BEGIN Supplied data

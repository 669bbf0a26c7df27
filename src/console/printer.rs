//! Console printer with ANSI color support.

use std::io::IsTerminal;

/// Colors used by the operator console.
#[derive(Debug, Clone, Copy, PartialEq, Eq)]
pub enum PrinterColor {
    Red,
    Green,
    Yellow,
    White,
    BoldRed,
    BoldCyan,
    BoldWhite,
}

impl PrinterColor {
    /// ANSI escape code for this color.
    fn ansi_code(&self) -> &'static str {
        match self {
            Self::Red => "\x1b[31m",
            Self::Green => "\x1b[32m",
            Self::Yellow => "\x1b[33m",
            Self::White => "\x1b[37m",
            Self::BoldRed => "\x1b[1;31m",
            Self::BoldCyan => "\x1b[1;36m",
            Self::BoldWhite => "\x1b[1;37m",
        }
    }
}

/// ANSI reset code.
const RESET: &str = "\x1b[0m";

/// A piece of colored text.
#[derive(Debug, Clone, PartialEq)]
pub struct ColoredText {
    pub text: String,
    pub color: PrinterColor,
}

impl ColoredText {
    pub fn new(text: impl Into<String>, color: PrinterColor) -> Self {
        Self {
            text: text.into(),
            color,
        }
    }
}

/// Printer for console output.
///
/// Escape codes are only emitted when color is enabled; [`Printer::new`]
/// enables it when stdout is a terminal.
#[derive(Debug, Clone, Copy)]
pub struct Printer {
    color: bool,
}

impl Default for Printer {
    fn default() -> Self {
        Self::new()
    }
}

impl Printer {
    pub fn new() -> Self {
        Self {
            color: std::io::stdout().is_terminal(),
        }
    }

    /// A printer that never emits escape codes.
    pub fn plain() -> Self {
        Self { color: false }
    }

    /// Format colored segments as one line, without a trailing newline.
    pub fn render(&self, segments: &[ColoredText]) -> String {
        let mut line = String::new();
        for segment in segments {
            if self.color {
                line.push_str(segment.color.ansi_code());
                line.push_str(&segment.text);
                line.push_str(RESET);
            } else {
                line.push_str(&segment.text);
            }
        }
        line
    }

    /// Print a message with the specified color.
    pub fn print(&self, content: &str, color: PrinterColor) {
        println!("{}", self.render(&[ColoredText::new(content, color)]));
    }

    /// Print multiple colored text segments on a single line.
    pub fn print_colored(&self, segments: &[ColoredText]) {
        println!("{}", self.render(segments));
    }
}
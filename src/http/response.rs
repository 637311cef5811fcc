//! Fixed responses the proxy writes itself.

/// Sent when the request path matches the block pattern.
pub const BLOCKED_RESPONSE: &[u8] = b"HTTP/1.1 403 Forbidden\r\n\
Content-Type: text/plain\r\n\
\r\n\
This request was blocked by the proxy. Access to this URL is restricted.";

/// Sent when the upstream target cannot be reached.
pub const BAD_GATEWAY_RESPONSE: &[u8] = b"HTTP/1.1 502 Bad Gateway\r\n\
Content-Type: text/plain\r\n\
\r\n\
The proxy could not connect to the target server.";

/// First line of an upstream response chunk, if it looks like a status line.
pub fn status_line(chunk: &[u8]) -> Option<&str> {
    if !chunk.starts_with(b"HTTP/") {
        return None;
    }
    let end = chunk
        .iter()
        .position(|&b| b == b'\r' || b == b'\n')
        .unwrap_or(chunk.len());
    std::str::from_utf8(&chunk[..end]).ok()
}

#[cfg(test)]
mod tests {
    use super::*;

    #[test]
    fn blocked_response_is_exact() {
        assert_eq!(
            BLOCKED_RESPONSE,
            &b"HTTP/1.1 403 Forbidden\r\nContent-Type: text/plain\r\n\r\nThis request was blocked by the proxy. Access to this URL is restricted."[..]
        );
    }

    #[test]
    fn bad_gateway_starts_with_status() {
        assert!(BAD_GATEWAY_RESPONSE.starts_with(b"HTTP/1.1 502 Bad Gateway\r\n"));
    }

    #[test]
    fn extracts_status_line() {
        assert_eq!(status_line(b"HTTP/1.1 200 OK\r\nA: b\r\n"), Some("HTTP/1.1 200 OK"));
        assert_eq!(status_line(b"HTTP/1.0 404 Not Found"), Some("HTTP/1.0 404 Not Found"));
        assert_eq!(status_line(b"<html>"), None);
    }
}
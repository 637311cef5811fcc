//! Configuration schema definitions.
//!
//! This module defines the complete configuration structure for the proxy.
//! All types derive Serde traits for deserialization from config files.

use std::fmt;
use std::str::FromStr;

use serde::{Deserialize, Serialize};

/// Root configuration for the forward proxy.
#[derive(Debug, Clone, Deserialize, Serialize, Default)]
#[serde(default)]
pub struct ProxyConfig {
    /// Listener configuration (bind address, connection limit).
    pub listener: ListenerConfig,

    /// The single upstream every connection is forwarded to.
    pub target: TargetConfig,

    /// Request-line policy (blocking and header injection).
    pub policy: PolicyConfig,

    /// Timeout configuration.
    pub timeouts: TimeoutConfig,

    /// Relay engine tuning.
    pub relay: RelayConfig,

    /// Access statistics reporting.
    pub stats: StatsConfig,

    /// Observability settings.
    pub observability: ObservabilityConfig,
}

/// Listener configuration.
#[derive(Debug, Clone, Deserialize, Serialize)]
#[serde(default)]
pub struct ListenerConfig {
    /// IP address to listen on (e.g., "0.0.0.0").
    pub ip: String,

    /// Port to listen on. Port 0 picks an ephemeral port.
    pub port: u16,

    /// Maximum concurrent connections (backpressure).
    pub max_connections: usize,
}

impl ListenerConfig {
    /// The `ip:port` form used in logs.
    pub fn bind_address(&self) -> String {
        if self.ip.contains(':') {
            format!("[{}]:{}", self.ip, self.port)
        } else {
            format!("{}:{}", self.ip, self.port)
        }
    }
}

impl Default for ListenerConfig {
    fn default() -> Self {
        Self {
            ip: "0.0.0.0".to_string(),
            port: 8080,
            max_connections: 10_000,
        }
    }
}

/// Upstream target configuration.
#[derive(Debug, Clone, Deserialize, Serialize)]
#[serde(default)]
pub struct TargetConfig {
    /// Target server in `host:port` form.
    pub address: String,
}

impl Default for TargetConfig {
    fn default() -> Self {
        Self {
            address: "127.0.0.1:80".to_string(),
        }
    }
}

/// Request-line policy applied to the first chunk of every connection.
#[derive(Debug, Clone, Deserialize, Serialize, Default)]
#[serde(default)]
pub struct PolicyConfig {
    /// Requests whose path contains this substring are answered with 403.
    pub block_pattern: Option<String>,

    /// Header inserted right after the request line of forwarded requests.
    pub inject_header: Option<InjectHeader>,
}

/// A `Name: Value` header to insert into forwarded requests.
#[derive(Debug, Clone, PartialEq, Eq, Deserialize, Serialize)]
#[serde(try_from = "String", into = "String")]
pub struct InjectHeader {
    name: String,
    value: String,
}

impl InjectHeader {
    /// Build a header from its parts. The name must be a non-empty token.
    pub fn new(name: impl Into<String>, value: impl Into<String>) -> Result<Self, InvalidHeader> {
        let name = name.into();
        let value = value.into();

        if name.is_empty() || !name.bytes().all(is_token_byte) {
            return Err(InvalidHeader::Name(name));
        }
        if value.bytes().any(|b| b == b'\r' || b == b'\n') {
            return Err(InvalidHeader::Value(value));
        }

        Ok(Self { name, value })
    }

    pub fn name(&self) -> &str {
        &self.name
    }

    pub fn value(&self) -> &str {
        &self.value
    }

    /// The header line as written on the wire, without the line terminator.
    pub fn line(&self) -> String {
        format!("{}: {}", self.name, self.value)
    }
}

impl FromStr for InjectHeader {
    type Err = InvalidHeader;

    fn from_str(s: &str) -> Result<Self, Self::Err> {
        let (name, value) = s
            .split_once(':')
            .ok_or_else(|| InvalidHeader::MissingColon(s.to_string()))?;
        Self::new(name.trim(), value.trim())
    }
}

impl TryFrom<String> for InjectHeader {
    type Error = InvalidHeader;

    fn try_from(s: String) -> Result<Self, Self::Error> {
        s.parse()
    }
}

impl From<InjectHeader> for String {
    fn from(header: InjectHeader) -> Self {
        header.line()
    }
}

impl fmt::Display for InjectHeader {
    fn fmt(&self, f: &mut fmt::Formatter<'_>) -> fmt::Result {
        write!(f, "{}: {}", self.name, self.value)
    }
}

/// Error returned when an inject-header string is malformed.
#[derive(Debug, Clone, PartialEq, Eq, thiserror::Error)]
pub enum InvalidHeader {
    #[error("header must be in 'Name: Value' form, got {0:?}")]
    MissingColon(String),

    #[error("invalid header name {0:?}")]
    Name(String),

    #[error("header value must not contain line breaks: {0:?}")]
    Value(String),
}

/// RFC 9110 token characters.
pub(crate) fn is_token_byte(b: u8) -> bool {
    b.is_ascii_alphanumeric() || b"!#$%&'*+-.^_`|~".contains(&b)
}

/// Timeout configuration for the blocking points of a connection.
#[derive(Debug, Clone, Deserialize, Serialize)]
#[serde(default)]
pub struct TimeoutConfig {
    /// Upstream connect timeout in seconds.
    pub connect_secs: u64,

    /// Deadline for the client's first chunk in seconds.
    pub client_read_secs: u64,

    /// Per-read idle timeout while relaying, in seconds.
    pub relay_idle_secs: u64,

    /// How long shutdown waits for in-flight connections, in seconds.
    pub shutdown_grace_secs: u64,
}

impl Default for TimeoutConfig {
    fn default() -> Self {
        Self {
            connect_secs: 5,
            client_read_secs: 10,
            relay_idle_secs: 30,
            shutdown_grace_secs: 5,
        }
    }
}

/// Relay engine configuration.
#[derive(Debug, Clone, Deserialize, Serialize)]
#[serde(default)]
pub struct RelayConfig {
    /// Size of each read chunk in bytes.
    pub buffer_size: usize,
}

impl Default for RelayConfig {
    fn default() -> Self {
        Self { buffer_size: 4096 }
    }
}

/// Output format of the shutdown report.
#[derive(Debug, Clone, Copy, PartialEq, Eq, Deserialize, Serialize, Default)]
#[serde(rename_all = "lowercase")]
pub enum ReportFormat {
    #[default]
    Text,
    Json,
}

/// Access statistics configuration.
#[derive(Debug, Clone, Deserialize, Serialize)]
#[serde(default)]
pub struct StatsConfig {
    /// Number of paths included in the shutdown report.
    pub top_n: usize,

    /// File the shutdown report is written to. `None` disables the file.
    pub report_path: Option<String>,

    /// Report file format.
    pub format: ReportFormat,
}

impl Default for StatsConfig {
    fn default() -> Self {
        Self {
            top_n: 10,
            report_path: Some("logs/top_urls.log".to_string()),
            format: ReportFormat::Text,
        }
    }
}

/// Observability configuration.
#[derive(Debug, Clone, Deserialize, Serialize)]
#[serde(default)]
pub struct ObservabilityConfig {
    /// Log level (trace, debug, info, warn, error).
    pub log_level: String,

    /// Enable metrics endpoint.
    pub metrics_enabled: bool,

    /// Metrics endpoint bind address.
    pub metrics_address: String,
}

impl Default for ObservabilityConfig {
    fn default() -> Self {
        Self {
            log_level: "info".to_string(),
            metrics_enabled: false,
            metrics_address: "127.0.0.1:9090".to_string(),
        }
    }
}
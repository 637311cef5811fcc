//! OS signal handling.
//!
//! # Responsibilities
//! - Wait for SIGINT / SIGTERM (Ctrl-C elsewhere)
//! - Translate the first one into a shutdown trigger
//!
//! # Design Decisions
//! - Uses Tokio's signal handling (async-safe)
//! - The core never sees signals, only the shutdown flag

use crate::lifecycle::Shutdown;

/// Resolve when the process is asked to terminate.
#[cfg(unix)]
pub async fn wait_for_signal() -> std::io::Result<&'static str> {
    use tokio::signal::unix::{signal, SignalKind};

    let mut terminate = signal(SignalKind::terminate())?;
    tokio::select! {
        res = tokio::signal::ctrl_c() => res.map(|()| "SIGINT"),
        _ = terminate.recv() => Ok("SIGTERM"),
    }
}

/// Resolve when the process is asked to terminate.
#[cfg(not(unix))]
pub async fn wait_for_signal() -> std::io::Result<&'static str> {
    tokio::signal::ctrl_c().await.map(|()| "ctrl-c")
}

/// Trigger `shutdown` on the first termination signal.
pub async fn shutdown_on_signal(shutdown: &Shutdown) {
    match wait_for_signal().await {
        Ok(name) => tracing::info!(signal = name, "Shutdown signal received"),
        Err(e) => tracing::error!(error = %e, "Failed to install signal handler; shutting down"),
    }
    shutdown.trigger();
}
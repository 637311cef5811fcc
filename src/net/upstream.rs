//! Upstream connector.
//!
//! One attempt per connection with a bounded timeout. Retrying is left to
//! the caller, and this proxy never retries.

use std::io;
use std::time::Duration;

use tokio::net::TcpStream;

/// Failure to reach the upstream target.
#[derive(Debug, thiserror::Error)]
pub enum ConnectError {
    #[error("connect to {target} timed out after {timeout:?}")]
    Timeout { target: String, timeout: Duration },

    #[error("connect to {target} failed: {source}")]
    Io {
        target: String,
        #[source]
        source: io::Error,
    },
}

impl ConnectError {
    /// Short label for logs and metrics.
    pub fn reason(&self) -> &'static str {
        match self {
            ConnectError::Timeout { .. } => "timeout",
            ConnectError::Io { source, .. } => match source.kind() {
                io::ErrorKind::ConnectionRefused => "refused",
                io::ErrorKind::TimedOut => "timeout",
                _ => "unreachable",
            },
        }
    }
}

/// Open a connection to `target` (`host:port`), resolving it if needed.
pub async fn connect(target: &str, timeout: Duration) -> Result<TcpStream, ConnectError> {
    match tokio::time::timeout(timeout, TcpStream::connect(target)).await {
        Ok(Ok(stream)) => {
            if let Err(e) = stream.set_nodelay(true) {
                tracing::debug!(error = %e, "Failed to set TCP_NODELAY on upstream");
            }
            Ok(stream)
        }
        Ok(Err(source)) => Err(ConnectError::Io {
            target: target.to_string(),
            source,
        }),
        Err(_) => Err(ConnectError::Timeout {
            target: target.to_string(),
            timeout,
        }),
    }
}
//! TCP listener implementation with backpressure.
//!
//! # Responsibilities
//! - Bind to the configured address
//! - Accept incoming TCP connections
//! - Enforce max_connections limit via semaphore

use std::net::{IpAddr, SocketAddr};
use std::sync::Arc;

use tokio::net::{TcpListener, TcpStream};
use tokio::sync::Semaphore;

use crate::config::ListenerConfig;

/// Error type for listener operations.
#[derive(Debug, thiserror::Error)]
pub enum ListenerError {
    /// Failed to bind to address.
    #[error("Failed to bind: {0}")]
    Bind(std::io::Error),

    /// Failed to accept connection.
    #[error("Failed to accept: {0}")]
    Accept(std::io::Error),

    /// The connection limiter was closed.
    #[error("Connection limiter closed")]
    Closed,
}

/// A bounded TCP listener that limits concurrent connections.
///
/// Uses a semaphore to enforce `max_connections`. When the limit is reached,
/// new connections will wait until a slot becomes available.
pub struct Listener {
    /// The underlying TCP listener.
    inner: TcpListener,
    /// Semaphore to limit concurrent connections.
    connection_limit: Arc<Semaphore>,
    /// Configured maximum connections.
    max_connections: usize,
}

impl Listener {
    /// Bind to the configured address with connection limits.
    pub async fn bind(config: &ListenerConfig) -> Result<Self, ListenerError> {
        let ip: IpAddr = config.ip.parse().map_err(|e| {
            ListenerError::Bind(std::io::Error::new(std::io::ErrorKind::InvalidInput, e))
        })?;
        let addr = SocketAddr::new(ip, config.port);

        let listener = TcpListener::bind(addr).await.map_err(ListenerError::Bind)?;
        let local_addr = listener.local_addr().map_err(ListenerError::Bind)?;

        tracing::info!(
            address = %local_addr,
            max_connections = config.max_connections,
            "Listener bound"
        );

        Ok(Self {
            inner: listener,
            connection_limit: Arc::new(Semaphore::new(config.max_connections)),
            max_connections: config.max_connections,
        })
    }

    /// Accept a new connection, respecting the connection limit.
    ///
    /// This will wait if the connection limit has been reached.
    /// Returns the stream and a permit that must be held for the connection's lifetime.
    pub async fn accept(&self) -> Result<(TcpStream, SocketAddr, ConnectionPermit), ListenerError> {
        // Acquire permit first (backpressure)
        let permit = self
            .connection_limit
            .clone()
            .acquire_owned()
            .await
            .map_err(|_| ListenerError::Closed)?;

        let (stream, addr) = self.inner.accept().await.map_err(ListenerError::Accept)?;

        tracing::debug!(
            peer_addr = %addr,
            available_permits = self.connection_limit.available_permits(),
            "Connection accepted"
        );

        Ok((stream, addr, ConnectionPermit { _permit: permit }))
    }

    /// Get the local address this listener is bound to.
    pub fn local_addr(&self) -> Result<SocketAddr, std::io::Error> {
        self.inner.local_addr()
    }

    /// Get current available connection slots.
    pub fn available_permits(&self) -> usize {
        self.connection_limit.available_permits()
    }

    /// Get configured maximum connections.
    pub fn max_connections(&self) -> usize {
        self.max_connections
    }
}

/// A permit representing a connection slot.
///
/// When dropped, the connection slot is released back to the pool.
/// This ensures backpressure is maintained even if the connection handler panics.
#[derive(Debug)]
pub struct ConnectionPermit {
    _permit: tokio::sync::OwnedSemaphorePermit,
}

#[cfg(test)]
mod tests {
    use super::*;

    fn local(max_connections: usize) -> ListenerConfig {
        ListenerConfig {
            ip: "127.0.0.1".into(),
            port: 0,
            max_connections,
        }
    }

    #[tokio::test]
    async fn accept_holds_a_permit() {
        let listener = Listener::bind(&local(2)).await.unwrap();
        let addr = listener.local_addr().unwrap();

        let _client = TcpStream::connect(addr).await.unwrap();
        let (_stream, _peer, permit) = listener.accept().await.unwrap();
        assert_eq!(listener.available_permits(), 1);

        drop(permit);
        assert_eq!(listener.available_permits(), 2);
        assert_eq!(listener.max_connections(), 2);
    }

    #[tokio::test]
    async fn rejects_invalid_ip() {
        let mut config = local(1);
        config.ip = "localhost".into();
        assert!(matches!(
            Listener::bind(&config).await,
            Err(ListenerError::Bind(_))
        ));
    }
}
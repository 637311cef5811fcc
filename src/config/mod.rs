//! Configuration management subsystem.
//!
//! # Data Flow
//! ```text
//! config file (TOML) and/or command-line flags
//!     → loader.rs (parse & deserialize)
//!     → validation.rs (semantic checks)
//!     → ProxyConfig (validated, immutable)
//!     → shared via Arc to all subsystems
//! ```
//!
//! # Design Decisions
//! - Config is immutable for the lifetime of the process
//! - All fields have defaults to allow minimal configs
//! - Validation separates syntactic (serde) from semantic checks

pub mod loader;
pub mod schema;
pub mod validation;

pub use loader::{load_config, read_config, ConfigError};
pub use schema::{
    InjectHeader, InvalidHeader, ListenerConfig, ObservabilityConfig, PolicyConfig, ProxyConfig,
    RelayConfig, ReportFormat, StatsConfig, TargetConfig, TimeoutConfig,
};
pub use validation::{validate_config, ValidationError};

END Supplied data

→ **Work task**: Nothing but a number belongs in the answer, namely how many lines above include "seconds".

→ **Solved exercise**: 4